::: Supplied entries :::

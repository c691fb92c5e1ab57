//! Prompt messages sent across the provider boundary.
//!
//! These are distinct from transcript [`Turn`](crate::session::Turn)s: a
//! prompt may carry system instructions and is rebuilt on every call, while
//! turns are the durable conversation record.

use serde::{Deserialize, Serialize};

/// The role of a prompt message.
#[derive(Debug, Clone, Copy, PartialEq, Eq, Serialize, Deserialize)]
#[serde(rename_all = "lowercase")]
pub enum Role {
    /// The customer
    User,
    /// The support assistant
    Assistant,
    /// System instructions (persona, formatting rules)
    System,
}

/// A single message in a provider prompt.
#[derive(Debug, Clone, PartialEq, Serialize, Deserialize)]
pub struct Message {
    pub role: Role,
    pub content: String,
}

impl Message {
    /// Create a new user message.
    pub fn user(content: impl Into<String>) -> Self {
        Self {
            role: Role::User,
            content: content.into(),
        }
    }

    /// Create a new assistant message.
    pub fn assistant(content: impl Into<String>) -> Self {
        Self {
            role: Role::Assistant,
            content: content.into(),
        }
    }

    /// Create a new system message.
    pub fn system(content: impl Into<String>) -> Self {
        Self {
            role: Role::System,
            content: content.into(),
        }
    }
}
//! Static FAQ entries.

use serde::{Deserialize, Serialize};

/// A pre-authored question and its canonical answer.
///
/// `keywords` are alternative phrasings that should also match this entry.
#[derive(Debug, Clone, PartialEq, Serialize, Deserialize)]
pub struct FaqEntry {
    pub question: String,
    pub answer: String,
    #[serde(default, skip_serializing_if = "Vec::is_empty")]
    pub keywords: Vec<String>,
}

impl FaqEntry {
    pub fn new(question: impl Into<String>, answer: impl Into<String>) -> Self {
        Self {
            question: question.into(),
            answer: answer.into(),
            keywords: Vec::new(),
        }
    }

    pub fn with_keywords(mut self, keywords: &[&str]) -> Self {
        self.keywords = keywords.iter().map(|k| k.to_string()).collect();
        self
    }
}
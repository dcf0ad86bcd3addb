use std::sync::Arc;
use std::time::Duration;

use sqlx::{SqlitePool, sqlite::SqlitePoolOptions};
use thiserror::Error;

use crate::repository::{
    AttemptRepository, ContentRepository, LearnerRepository, QuizRepository, Storage,
};

mod attempt_repo;
mod content_repo;
mod learner_repo;
mod mapping;
mod migrate;
mod quiz_repo;

#[derive(Clone)]
pub struct SqliteRepository {
    pool: SqlitePool,
}

#[derive(Debug, Error)]
#[non_exhaustive]
pub enum SqliteInitError {
    #[error(transparent)]
    Sqlx(#[from] sqlx::Error),
}

impl SqliteRepository {
    /// Connect to `SQLite` using the given URL.
    ///
    /// # Errors
    ///
    /// Returns `SqliteInitError` if the connection cannot be established or if
    /// enforcing foreign key constraints fails during setup.
    pub async fn connect(database_url: &str) -> Result<Self, SqliteInitError> {
        let pool = SqlitePoolOptions::new()
            .max_connections(5)
            .acquire_timeout(Duration::from_secs(5))
            .after_connect(|conn, _meta| {
                Box::pin(async move {
                    sqlx::query("PRAGMA foreign_keys = ON;")
                        .execute(&mut *conn)
                        .await?;
                    sqlx::query("PRAGMA journal_mode = WAL;")
                        .execute(&mut *conn)
                        .await?;
                    sqlx::query("PRAGMA busy_timeout = 5000;")
                        .execute(&mut *conn)
                        .await?;
                    Ok(())
                })
            })
            .connect(database_url)
            .await?;
        Ok(Self { pool })
    }

    #[must_use]
    pub fn pool(&self) -> &SqlitePool {
        &self.pool
    }

    /// Create tables if they do not exist.
    ///
    /// # Errors
    ///
    /// Returns `SqliteInitError` if migration queries fail.
    pub async fn migrate(&self) -> Result<(), SqliteInitError> {
        migrate::run_migrations(&self.pool).await
    }
}

impl Storage {
    /// Build a `Storage` backed by `SQLite`.
    ///
    /// # Errors
    ///
    /// Returns `SqliteInitError` if connection or migrations cannot be
    /// completed.
    pub async fn sqlite(database_url: &str) -> Result<Self, SqliteInitError> {
        let repo = SqliteRepository::connect(database_url).await?;
        repo.migrate().await?;
        let learners: Arc<dyn LearnerRepository> = Arc::new(repo.clone());
        let quizzes: Arc<dyn QuizRepository> = Arc::new(repo.clone());
        let attempts: Arc<dyn AttemptRepository> = Arc::new(repo.clone());
        let content: Arc<dyn ContentRepository> = Arc::new(repo);
        Ok(Self {
            learners,
            quizzes,
            attempts,
            content,
        })
    }
}

#[cfg(test)]
mod tests {
    use super::*;

    #[test]
    fn repository_is_send_sync() {
        fn assert_send_sync<T: Send + Sync>() {}
        assert_send_sync::<SqliteRepository>();
    }
}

:::

Aim of the task: Output each record exactly, leaving nothing out.

Exercise answer:
repository c691fb92c5e1ab57
//! Prompt messages sent across the provider boundary.
//!
//! These are distinct from transcript [`Turn`](crate::session::Turn)s: a
//! prompt may carry system instructions and is rebuilt on every call, while
//! turns are the durable conversation record.

use serde::{Deserialize, Serialize};

/// The role of a prompt message.
#[derive(Debug, Clone, Copy, PartialEq, Eq, Serialize, Deserialize)]
#[serde(rename_all = "lowercase")]
pub enum Role {
    /// The customer
    User,
    /// The support assistant
    Assistant,
    /// System instructions (persona, formatting rules)
    System,
}

/// A single message in a provider prompt.
#[derive(Debug, Clone, PartialEq, Serialize, Deserialize)]
pub struct Message {
    pub role: Role,
    pub content: String,
}

impl Message {
    /// Create a new user message.
    pub fn user(content: impl Into<String>) -> Self {
        Self {
            role: Role::User,
            content: content.into(),
        }
    }

    /// Create a new assistant message.
    pub fn assistant(content: impl Into<String>) -> Self {
        Self {
            role: Role::Assistant,
            content: content.into(),
        }
    }

    /// Create a new system message.
    pub fn system(content: impl Into<String>) -> Self {
        Self {
            role: Role::System,
            content: content.into(),
        }
    }
}
//! Static FAQ entries.

use serde::{Deserialize, Serialize};

/// A pre-authored question and its canonical answer.
///
/// `keywords` are alternative phrasings that should also match this entry.
#[derive(Debug, Clone, PartialEq, Serialize, Deserialize)]
pub struct FaqEntry {
    pub question: String,
    pub answer: String,
    #[serde(default, skip_serializing_if = "Vec::is_empty")]
    pub keywords: Vec<String>,
}

impl FaqEntry {
    pub fn new(question: impl Into<String>, answer: impl Into<String>) -> Self {
        Self {
            question: question.into(),
            answer: answer.into(),
            keywords: Vec::new(),
        }
    }

    pub fn with_keywords(mut self, keywords: &[&str]) -> Self {
        self.keywords = keywords.iter().map(|k| k.to_string()).collect();
        self
    }
}
repository dcf0ad86bcd3addb
use std::sync::Arc;
use std::time::Duration;

use sqlx::{SqlitePool, sqlite::SqlitePoolOptions};
use thiserror::Error;

use crate::repository::{
    AttemptRepository, ContentRepository, LearnerRepository, QuizRepository, Storage,
};

mod attempt_repo;
mod content_repo;
mod learner_repo;
mod mapping;
mod migrate;
mod quiz_repo;

#[derive(Clone)]
pub struct SqliteRepository {
    pool: SqlitePool,
}

#[derive(Debug, Error)]
#[non_exhaustive]
pub enum SqliteInitError {
    #[error(transparent)]
    Sqlx(#[from] sqlx::Error),
}

impl SqliteRepository {
    /// Connect to `SQLite` using the given URL.
    ///
    /// # Errors
    ///
    /// Returns `SqliteInitError` if the connection cannot be established or if
    /// enforcing foreign key constraints fails during setup.
    pub async fn connect(database_url: &str) -> Result<Self, SqliteInitError> {
        let pool = SqlitePoolOptions::new()
            .max_connections(5)
            .acquire_timeout(Duration::from_secs(5))
            .after_connect(|conn, _meta| {
                Box::pin(async move {
                    sqlx::query("PRAGMA foreign_keys = ON;")
                        .execute(&mut *conn)
                        .await?;
                    sqlx::query("PRAGMA journal_mode = WAL;")
                        .execute(&mut *conn)
                        .await?;
                    sqlx::query("PRAGMA busy_timeout = 5000;")
                        .execute(&mut *conn)
                        .await?;
                    Ok(())
                })
            })
            .connect(database_url)
            .await?;
        Ok(Self { pool })
    }

    #[must_use]
    pub fn pool(&self) -> &SqlitePool {
        &self.pool
    }

    /// Create tables if they do not exist.
    ///
    /// # Errors
    ///
    /// Returns `SqliteInitError` if migration queries fail.
    pub async fn migrate(&self) -> Result<(), SqliteInitError> {
        migrate::run_migrations(&self.pool).await
    }
}

impl Storage {
    /// Build a `Storage` backed by `SQLite`.
    ///
    /// # Errors
    ///
    /// Returns `SqliteInitError` if connection or migrations cannot be
    /// completed.
    pub async fn sqlite(database_url: &str) -> Result<Self, SqliteInitError> {
        let repo = SqliteRepository::connect(database_url).await?;
        repo.migrate().await?;
        let learners: Arc<dyn LearnerRepository> = Arc::new(repo.clone());
        let quizzes: Arc<dyn QuizRepository> = Arc::new(repo.clone());
        let attempts: Arc<dyn AttemptRepository> = Arc::new(repo.clone());
        let content: Arc<dyn ContentRepository> = Arc::new(repo);
        Ok(Self {
            learners,
            quizzes,
            attempts,
            content,
        })
    }
}

#[cfg(test)]
mod tests {
    use super::*;

    #[test]
    fn repository_is_send_sync() {
        fn assert_send_sync<T: Send + Sync>() {}
        assert_send_sync::<SqliteRepository>();
    }
}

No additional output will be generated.